Mohamed Zouaoui (), is a Tunisian-born actor living in Italy. In 2004 he made his first appearance on the television miniseries Posso chiamarti amore?.  He also acted in Nassiryia - Per non dimenticare (Nasiriyah - Lest we forget), Capri, and RIS Delitti Imperfetti (Scientific Investigations Unit: Imperfect Crimes).  In 2007, he acted in the miniseries Liberi di giocare. His cinema debut was the 2008 film L'ultimo pulcinella, directed by Maurizio Scapparo. In 2009 he starred in I mostri oggi, and in 2010 appeared in The Father and the Foreigner. In 2010 he acted in I fiori di Kirkuk, directed by Fariborz Kamkari. For this role he earned several awards, including the "Golden Globe" 2011 Globo d'Oro for Best New Actor.
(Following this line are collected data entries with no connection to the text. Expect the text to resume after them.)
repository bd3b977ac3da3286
use super::model::MenuAssets;
use super::{
    CENTER_BORDER_WIDTH, DESCRIPTION_FONT_SIZE, DESCRIPTION_LINE_HEIGHT, DESCRIPTION_MAX_LINES,
    DESCRIPTION_WIDTH_FACTOR, HOVER_LINE_WIDTH, ICON_MARGIN, ICON_SIZE, OUTLINE_STEP,
    SEPARATOR_HEIGHT, SEPARATOR_MARGIN, SEPARATOR_WIDTH, SLICE_FONT_SIZE, TITLE_FONT_SIZE,
};
use crate::gui::theme::ThemeColors;
use cairo::Context;
use gdk_pixbuf::Pixbuf;
use gdk4::prelude::*;
use palette::Srgba;
use radial::geometry::{GeometryError, Point, SectorLayout};
use radial::menu::{CenterLabel, RadialMenu, Slice};
use radial::option::MenuOption;
use radial::resources::FontHandle;
use std::f64::consts::PI;
use std::iter::zip;
use thiserror::Error;

#[derive(Debug, Error)]
pub enum DrawError {
    #[error(transparent)]
    Cairo(#[from] cairo::Error),
    #[error(transparent)]
    Geometry(#[from] GeometryError),
}

fn set_color(cr: &Context, color: Srgba<f64>) {
    let (r, g, b, a) = color.into_components();
    cr.set_source_rgba(r, g, b, a);
}

fn set_font(cr: &Context, font: &FontHandle, size: f64) {
    let weight = if font.bold {
        cairo::FontWeight::Bold
    } else {
        cairo::FontWeight::Normal
    };
    cr.select_font_face(font.family.as_str(), cairo::FontSlant::Normal, weight);
    cr.set_font_size(size);
}

fn trace(cr: &Context, points: &[Point]) {
    if let Some((first, rest)) = points.split_first() {
        cr.move_to(first.x, first.y);
        for p in rest {
            cr.line_to(p.x, p.y);
        }
    }
}

/// Draws `text` horizontally centered on `x` with its baseline at `y`.
fn show_centered(cr: &Context, text: &str, x: f64, y: f64) -> Result<(), cairo::Error> {
    let ext = cr.text_extents(text)?;
    cr.move_to(x - ext.width() / 2.0 - ext.x_bearing(), y);
    cr.show_text(text)
}

/// Greedy word wrap. A single word wider than `max_width` gets a line of its own.
pub fn wrap_words(text: &str, max_width: f64, measure: impl Fn(&str) -> f64) -> Vec<String> {
    let mut lines: Vec<String> = Vec::new();
    let mut current = String::new();
    for word in text.split_whitespace() {
        let candidate = if current.is_empty() {
            word.to_string()
        } else {
            format!("{} {}", current, word)
        };
        if current.is_empty() || measure(&candidate) <= max_width {
            current = candidate;
        } else {
            lines.push(std::mem::replace(&mut current, word.to_string()));
        }
    }
    if !current.is_empty() {
        lines.push(current);
    }
    lines
}

#[derive(Debug, Clone, Copy, PartialEq, Eq)]
enum SliceState {
    Hovered,
    Idle,
}

impl SliceState {
    fn resolve(slice: &Slice) -> Self {
        if slice.hovered {
            Self::Hovered
        } else {
            Self::Idle
        }
    }

    fn color(&self, colors: &ThemeColors) -> Srgba<f64> {
        match self {
            Self::Hovered => colors.slice_hovered,
            Self::Idle => colors.slice,
        }
    }
}

struct SliceRenderer<'a> {
    slice: &'a Slice,
    option: &'a MenuOption,
    layout: &'a SectorLayout,
    assets: &'a MenuAssets,
}

impl<'a> SliceRenderer<'a> {
    fn new(
        slice: &'a Slice,
        option: &'a MenuOption,
        layout: &'a SectorLayout,
        assets: &'a MenuAssets,
    ) -> Self {
        Self {
            slice,
            option,
            layout,
            assets,
        }
    }

    fn draw(&self, cr: &Context, colors: &ThemeColors) -> Result<(), DrawError> {
        let state = SliceState::resolve(self.slice);
        self.draw_sector(cr, state.color(colors))?;
        if state == SliceState::Hovered {
            self.draw_border(cr, colors.hover_border)?;
        }
        self.draw_content(cr, colors)?;
        Ok(())
    }

    fn draw_sector(&self, cr: &Context, color: Srgba<f64>) -> Result<(), DrawError> {
        let outline = self
            .layout
            .outline(self.slice.index, OUTLINE_STEP)
            .transpose()?
            .unwrap_or_default();
        set_color(cr, color);
        cr.new_path();
        trace(cr, &outline);
        cr.close_path();
        cr.fill()?;
        Ok(())
    }

    fn draw_border(&self, cr: &Context, color: Srgba<f64>) -> Result<(), DrawError> {
        let arc = self
            .layout
            .highlight_arc(self.slice.index, OUTLINE_STEP, HOVER_LINE_WIDTH)
            .transpose()?
            .unwrap_or_default();
        set_color(cr, color);
        cr.set_line_width(HOVER_LINE_WIDTH);
        cr.new_path();
        trace(cr, &arc);
        cr.stroke()?;
        Ok(())
    }

    fn draw_content(&self, cr: &Context, colors: &ThemeColors) -> Result<(), cairo::Error> {
        let Some(anchor) = self.layout.label_anchor(self.slice.index) else {
            return Ok(());
        };
        let icon = self.option.icon.as_ref().and_then(|h| self.assets.icon(h));

        set_font(cr, &self.assets.font(), SLICE_FONT_SIZE);
        set_color(cr, colors.slice_text);
        match icon {
            Some(pixbuf) => {
                // icon above the name, the pair centered on the anchor
                let group_height = ICON_SIZE as f64 + ICON_MARGIN + SLICE_FONT_SIZE;
                let top = anchor.y - group_height / 2.0;
                let icon_center = Point::new(anchor.x, top + ICON_SIZE as f64 / 2.0);
                self.draw_icon(cr, &pixbuf, icon_center)?;
                set_color(cr, colors.slice_text);
                show_centered(cr, &self.option.title(), anchor.x, top + group_height)
            }
            None => {
                let baseline = anchor.y + SLICE_FONT_SIZE / 2.0;
                show_centered(cr, &self.option.title(), anchor.x, baseline)
            }
        }
    }

    fn draw_icon(&self, cr: &Context, pixbuf: &Pixbuf, center: Point) -> Result<(), cairo::Error> {
        // fit icon into the icon box
        let icon_scale = ICON_SIZE as f64 / pixbuf.width().max(pixbuf.height()).max(1) as f64;
        let (iw, ih) = (
            pixbuf.width() as f64 * icon_scale,
            pixbuf.height() as f64 * icon_scale,
        );

        cr.save()?;
        cr.translate(center.x - iw / 2.0, center.y - ih / 2.0);
        cr.scale(icon_scale, icon_scale);
        cr.set_source_pixbuf(pixbuf, 0.0, 0.0);
        cr.paint()?;
        cr.restore()
    }
}

pub fn draw(
    cr: &Context,
    menu: &RadialMenu,
    colors: &ThemeColors,
    assets: &MenuAssets,
) -> Result<(), DrawError> {
    if !menu.is_open() {
        return Ok(());
    }

    let layout = menu.layout();
    for (slice, option) in zip(menu.slices(), menu.options()) {
        SliceRenderer::new(slice, option, layout, assets).draw(cr, colors)?;
    }

    draw_center(cr, layout, menu.center_label(), colors, &assets.font())?;
    Ok(())
}

fn draw_center(
    cr: &Context,
    layout: &SectorLayout,
    label: &CenterLabel,
    colors: &ThemeColors,
    font: &FontHandle,
) -> Result<(), cairo::Error> {
    let center = layout.center;
    let radius = layout.radii.inner();

    cr.new_path();
    cr.arc(center.x, center.y, radius, 0.0, 2.0 * PI);
    set_color(cr, colors.center_fill);
    cr.fill_preserve()?;
    set_color(cr, colors.center_border);
    cr.set_line_width(CENTER_BORDER_WIDTH);
    cr.stroke()?;

    if !label.visible {
        return Ok(());
    }

    set_font(cr, font, TITLE_FONT_SIZE);
    set_color(cr, colors.title);
    let title_baseline = center.y - SEPARATOR_MARGIN - SEPARATOR_HEIGHT;
    show_centered(cr, &label.title, center.x, title_baseline)?;

    if label.separator_visible {
        set_color(cr, colors.separator);
        cr.rectangle(
            center.x - SEPARATOR_WIDTH / 2.0,
            center.y - SEPARATOR_HEIGHT / 2.0,
            SEPARATOR_WIDTH,
            SEPARATOR_HEIGHT,
        );
        cr.fill()?;
    }

    if let Some(description) = &label.description {
        let description_font = FontHandle {
            bold: false,
            ..font.clone()
        };
        set_font(cr, &description_font, DESCRIPTION_FONT_SIZE);
        set_color(cr, colors.description);

        let max_width = radius * 2.0 * DESCRIPTION_WIDTH_FACTOR;
        let lines = wrap_words(description, max_width, |s| {
            cr.text_extents(s).map(|e| e.width()).unwrap_or(0.0)
        });
        let first_baseline = center.y + SEPARATOR_MARGIN + DESCRIPTION_FONT_SIZE;
        for (i, line) in lines.iter().take(DESCRIPTION_MAX_LINES).enumerate() {
            show_centered(
                cr,
                line,
                center.x,
                first_baseline + i as f64 * DESCRIPTION_LINE_HEIGHT,
            )?;
        }
    }
    Ok(())
}

#[cfg(test)]
mod tests {
    use super::*;

    // one unit per character
    fn chars(s: &str) -> f64 {
        s.chars().count() as f64
    }

    #[test]
    fn test_wrap_words() {
        let lines = wrap_words("Examine item details and durability.", 16.0, chars);
        assert_eq!(lines, vec!["Examine item", "details and", "durability."]);
    }

    #[test]
    fn test_wrap_words_long_word_and_empty() {
        assert_eq!(
            wrap_words("incomprehensibilities ok", 5.0, chars),
            vec!["incomprehensibilities", "ok"]
        );
        assert!(wrap_words("   ", 10.0, chars).is_empty());
    }
}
In 2012 he starred in the independent film Carta Bianca, by Colombian director Andreas Maldonado, a film based on a true story.

Between 2014 and 2016 Zouaoui takes part in several projects including, Movies, short films, and TV series.
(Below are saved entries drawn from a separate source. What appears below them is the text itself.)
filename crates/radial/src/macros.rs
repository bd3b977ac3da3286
#[macro_export]
macro_rules! impl_string_newtype {
    ($name:ty) => {
        impl $name {
            pub fn new(s: impl Into<String>) -> Self {
                Self(s.into())
            }

            pub fn as_str(&self) -> &str {
                &self.0
            }
        }
    };
}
In 2018 he took part in the film Beirut, directed by Brad Anderson with Jon Hamm and Rosamund Pike. The film premiered at the Sundance Film Festival 2018 on January 22.

In the same year he was the absolute protagonist of the Italian-Moroccan film Catharsys or The Afina Tales of the Lost World, presented in competition in several important festivals including the Turin Film Festival and the Marrakech International Film Festival.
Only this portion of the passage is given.